YukoandHiro · 03/07/2023 17:50

I've witnessed the last hours before death and the moment of death two times now, both when I was 30+, and I found it unexpectedly traumatic and brutal to watch.
I'd tell him but not encourage him to travel back. It's not something you can forget once you've seen it.

Verite1 · 03/07/2023 17:51

I wouldn’t tell him unless it is actually possible for him to come home early. Otherwise he will be there alone and in pain. Have your FIL carers given any indication of how long. It can often be several days after stopping eating or drinking.

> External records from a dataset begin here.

//! Quiz sequencing: one answer and an optional confidence rating per
//! question, strictly forward unless the learner steps back.

use serde::{Deserialize, Serialize};
use thiserror::Error;

use super::question::{Answer, Question};

#[derive(Debug, Clone, PartialEq, Eq, Error)]
pub enum QuizError {
    #[error("a quiz needs at least one question")]
    NoQuestions,

    #[error("confidence must be between 1 and 5, got {0}")]
    InvalidConfidence(u8),

    #[error("the current question has not been answered")]
    NotAnswered,

    #[error("no quiz in progress")]
    NotInProgress,

    #[error("could not read generated questions: {0}")]
    Malformed(String),
}

#[derive(Debug, Clone, Copy, PartialEq, Eq, Serialize, Deserialize)]
#[serde(tag = "state", content = "index", rename_all = "snake_case")]
pub enum QuizState {
    /// No questions loaded.
    Empty,
    Unanswered(usize),
    Answered(usize),
    Finished,
}

/// Self-assessed confidence, 1 (guess) to 5 (certain).
#[derive(Debug, Clone, Copy, PartialEq, Eq, PartialOrd, Ord, Serialize, Deserialize)]
pub struct Confidence(u8);

impl Confidence {
    pub fn new(level: u8) -> Result<Self, QuizError> {
        if (1..=5).contains(&level) {
            Ok(Self(level))
        } else {
            Err(QuizError::InvalidConfidence(level))
        }
    }

    pub fn level(&self) -> u8 {
        self.0
    }
}

#[derive(Debug, Clone, PartialEq, Serialize)]
pub struct QuestionReview {
    pub question_id: u32,
    pub answer: Option<Answer>,
    pub correct: bool,
    pub confidence: Option<Confidence>,
    pub explanation: String,
}

#[derive(Debug, Clone, PartialEq, Serialize)]
pub struct QuizResults {
    pub score: usize,
    pub total: usize,
    pub percentage: f64,
    pub review: Vec<QuestionReview>,
}

#[derive(Debug, Clone, Default)]
pub struct QuizSession {
    questions: Vec<Question>,
    current: usize,
    answers: Vec<Option<Answer>>,
    confidence: Vec<Option<Confidence>>,
    finished: bool,
}

impl QuizSession {
    pub fn new(questions: Vec<Question>) -> Result<Self, QuizError> {
        let mut session = Self::default();
        session.load(questions)?;
        Ok(session)
    }

    /// Replaces any previous quiz and starts at the first question.
    pub fn load(&mut self, questions: Vec<Question>) -> Result<(), QuizError> {
        if questions.is_empty() {
            return Err(QuizError::NoQuestions);
        }
        self.answers = vec![None; questions.len()];
        self.confidence = vec![None; questions.len()];
        self.questions = questions;
        self.current = 0;
        self.finished = false;
        Ok(())
    }

    pub fn state(&self) -> QuizState {
        if self.questions.is_empty() {
            QuizState::Empty
        } else if self.finished {
            QuizState::Finished
        } else if self.answers[self.current].is_some() {
            QuizState::Answered(self.current)
        } else {
            QuizState::Unanswered(self.current)
        }
    }

    pub fn questions(&self) -> &[Question] {
        &self.questions
    }

    pub fn current_question(&self) -> Option<&Question> {
        match self.state() {
            QuizState::Unanswered(i) | QuizState::Answered(i) => self.questions.get(i),
            QuizState::Empty | QuizState::Finished => None,
        }
    }

    pub fn answer_for(&self, index: usize) -> Option<&Answer> {
        self.answers.get(index).and_then(Option::as_ref)
    }

    pub fn confidence_for(&self, index: usize) -> Option<Confidence> {
        self.confidence.get(index).copied().flatten()
    }

    /// Records (or overwrites) the answer to the current question.
    pub fn answer(&mut self, answer: Answer) -> Result<QuizState, QuizError> {
        let index = self.in_progress()?;
        self.answers[index] = Some(answer);
        Ok(self.state())
    }

    pub fn rate(&mut self, level: u8) -> Result<(), QuizError> {
        let index = self.in_progress()?;
        if self.answers[index].is_none() {
            return Err(QuizError::NotAnswered);
        }
        self.confidence[index] = Some(Confidence::new(level)?);
        Ok(())
    }

    /// Moves past an answered question. Does nothing on an unanswered one.
    pub fn advance(&mut self) -> QuizState {
        if let QuizState::Answered(index) = self.state() {
            if index + 1 == self.questions.len() {
                self.finished = true;
            } else {
                self.current = index + 1;
            }
        }
        self.state()
    }

    /// Steps back one question, keeping its answer.
    pub fn back(&mut self) -> QuizState {
        if self.in_progress().is_ok() && self.current > 0 {
            self.current -= 1;
        }
        self.state()
    }

    /// Same questions, fresh attempt.
    pub fn restart(&mut self) {
        if self.questions.is_empty() {
            return;
        }
        self.answers.iter_mut().for_each(|a| *a = None);
        self.confidence.iter_mut().for_each(|c| *c = None);
        self.current = 0;
        self.finished = false;
    }

    /// Drops the question list entirely.
    pub fn new_quiz(&mut self) {
        *self = Self::default();
    }

    pub fn score(&self) -> usize {
        self.questions
            .iter()
            .zip(&self.answers)
            .filter(|(question, answer)| answer.as_ref().is_some_and(|a| question.is_correct(a)))
            .count()
    }

    pub fn results(&self) -> QuizResults {
        let review: Vec<QuestionReview> = self
            .questions
            .iter()
            .enumerate()
            .map(|(i, question)| {
                let answer = self.answers[i].clone();
                QuestionReview {
                    question_id: question.id,
                    correct: answer.as_ref().is_some_and(|a| question.is_correct(a)),
                    answer,
                    confidence: self.confidence[i],
                    explanation: question.explanation.clone(),
                }
            })
            .collect();

        let score = review.iter().filter(|r| r.correct).count();
        let total = self.questions.len();
        let percentage = if total == 0 {
            0.0
        } else {
            score as f64 / total as f64 * 100.0
        };

        QuizResults {
            score,
            total,
            percentage,
            review,
        }
    }

    fn in_progress(&self) -> Result<usize, QuizError> {
        match self.state() {
            QuizState::Unanswered(i) | QuizState::Answered(i) => Ok(i),
            QuizState::Empty | QuizState::Finished => Err(QuizError::NotInProgress),
        }
    }
}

ZickZack · 03/07/2023 17:52

Can he get home if he chooses to? If so, I'd tell him.
There will be other school trips. I think this is far more important and he's old enough to be informed and make a decision for himself.

LivinDaylights · 03/07/2023 17:55

I wouldn't ruin his holiday, there's nothing he can do even if he was there. If his grandad is as ill as you say he won't be communicating so there's no point in rushing back. Just tell him when he's home, that's the kindest thing to do.